-- WHAT TO PRODUCE --
Every line of the material below, from the top through the line with "header as JSON", should be reproduced exactly.

[EXTRACTED ENTRIES]

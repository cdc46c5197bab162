//! Inspect command: print parsed header metadata of an installer.

use std::path::PathBuf;

use clap::Args;
use inspa_pack::Container;

use crate::cli::format_size;
use inspa::Result;

/// Print header metadata of a built installer.
#[derive(Args, Debug)]
pub struct InspectCmd {
    /// Installer file
    #[arg(value_name = "INSTALLER")]
    pub installer: PathBuf,

    /// Emit the full header as JSON
    #[arg(long)]
    pub json: bool,
}

impl InspectCmd {
    pub fn run(self) -> Result<()> {
        let container = Container::open(&self.installer)?;
        let header = container.header();
        let footer = container.footer();

        if self.json {
            println!(
                "{}",
                serde_json::to_string_pretty(header).map_err(inspa_pack::PackError::Json)?
            );
            return Ok(());
        }

        println!("Product:      {} {}", header.product.name, header.product.version);
        if let Some(company) = &header.product.company {
            println!("Company:      {company}");
        }
        println!("Schema:       v{}", header.schema_version);
        println!(
            "Compression:  {} (level {})",
            header.compression.algo.as_str(),
            header.compression.level
        );
        println!(
            "Files:        {} ({} uncompressed)",
            header.files.len(),
            format_size(header.total_file_size())
        );
        println!("Payload:      {}", format_size(footer.payload_size));
        println!("SHA-256:      {}", header.hash.archive);
        println!("Scripts:      {}", header.scripts.len());
        println!("Default path: {}", header.install.default_path);
        println!(
            "Built:        {} by inspa {}",
            header.build.timestamp, header.build.builder_version
        );
        if container.is_legacy() {
            println!("Note:         located via legacy header scan (no footer)");
        }

        Ok(())
    }
}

[/EXTRACTED ENTRIES]

-- RESULT OF THE EXERCISE --
repository cdc46c5197bab162
//! Inspect command: print parsed header metadata of an installer.

use std::path::PathBuf;

use clap::Args;
use inspa_pack::Container;

use crate::cli::format_size;
use inspa::Result;

/// Print header metadata of a built installer.
#[derive(Args, Debug)]
pub struct InspectCmd {
    /// Installer file
    #[arg(value_name = "INSTALLER")]
    pub installer: PathBuf,

    /// Emit the full header as JSON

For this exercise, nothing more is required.